*DIRECTIONS FOR THIS TASK*: In the records below, find each line that holds "unknown" and return it.

◆ ◆ ◆ ◆ ◆

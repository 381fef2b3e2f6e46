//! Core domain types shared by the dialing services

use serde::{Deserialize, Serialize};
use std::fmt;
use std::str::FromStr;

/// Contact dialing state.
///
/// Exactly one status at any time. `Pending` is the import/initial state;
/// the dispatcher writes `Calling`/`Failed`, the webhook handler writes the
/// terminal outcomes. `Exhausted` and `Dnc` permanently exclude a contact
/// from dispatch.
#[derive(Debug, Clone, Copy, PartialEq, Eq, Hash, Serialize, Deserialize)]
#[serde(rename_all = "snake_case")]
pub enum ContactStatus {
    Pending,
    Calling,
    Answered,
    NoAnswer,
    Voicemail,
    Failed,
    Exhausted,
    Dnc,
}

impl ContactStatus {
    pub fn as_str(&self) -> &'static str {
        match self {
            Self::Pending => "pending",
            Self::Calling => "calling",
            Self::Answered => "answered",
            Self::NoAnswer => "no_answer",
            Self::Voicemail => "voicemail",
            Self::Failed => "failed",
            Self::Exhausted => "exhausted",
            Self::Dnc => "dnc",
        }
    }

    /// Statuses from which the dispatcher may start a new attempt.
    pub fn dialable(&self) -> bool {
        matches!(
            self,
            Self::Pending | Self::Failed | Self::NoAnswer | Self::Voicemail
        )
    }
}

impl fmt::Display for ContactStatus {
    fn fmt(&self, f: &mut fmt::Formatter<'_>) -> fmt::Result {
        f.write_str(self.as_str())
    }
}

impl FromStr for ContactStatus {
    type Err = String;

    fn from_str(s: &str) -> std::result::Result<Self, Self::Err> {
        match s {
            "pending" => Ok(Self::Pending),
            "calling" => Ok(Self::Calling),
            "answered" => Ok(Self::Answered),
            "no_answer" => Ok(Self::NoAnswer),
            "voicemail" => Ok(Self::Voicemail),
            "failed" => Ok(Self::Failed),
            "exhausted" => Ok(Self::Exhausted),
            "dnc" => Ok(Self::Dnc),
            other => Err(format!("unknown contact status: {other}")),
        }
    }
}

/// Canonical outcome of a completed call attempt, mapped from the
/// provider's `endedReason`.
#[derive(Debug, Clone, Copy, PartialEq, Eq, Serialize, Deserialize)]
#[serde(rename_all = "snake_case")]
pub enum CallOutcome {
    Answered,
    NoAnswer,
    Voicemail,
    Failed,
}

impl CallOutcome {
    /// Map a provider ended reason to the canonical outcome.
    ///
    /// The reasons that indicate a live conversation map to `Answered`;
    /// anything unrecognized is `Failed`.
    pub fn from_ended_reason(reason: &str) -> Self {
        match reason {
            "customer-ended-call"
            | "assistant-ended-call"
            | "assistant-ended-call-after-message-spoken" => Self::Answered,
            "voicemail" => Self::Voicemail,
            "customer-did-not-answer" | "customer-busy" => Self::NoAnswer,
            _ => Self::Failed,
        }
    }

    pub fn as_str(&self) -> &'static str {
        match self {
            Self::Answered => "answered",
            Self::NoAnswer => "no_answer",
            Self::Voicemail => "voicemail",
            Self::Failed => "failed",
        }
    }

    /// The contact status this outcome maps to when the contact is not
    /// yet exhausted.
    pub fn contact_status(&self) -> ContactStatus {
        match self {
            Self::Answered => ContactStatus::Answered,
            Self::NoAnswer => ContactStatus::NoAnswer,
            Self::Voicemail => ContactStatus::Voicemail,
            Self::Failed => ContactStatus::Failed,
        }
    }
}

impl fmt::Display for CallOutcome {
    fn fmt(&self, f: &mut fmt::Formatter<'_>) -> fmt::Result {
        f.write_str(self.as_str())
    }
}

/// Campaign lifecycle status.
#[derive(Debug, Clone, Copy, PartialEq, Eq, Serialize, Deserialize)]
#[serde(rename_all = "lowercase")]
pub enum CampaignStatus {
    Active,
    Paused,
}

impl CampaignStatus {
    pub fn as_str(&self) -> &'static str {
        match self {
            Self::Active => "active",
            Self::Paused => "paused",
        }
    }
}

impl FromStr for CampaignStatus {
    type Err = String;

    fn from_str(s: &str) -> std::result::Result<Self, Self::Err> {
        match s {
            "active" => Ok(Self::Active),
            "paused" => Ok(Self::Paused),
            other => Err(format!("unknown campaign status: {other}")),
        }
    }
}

◆ ◆ ◆ ◆ ◆

*ANSWER TO THIS TASK*:
            other => Err(format!("unknown contact status: {other}")),
            other => Err(format!("unknown campaign status: {other}")),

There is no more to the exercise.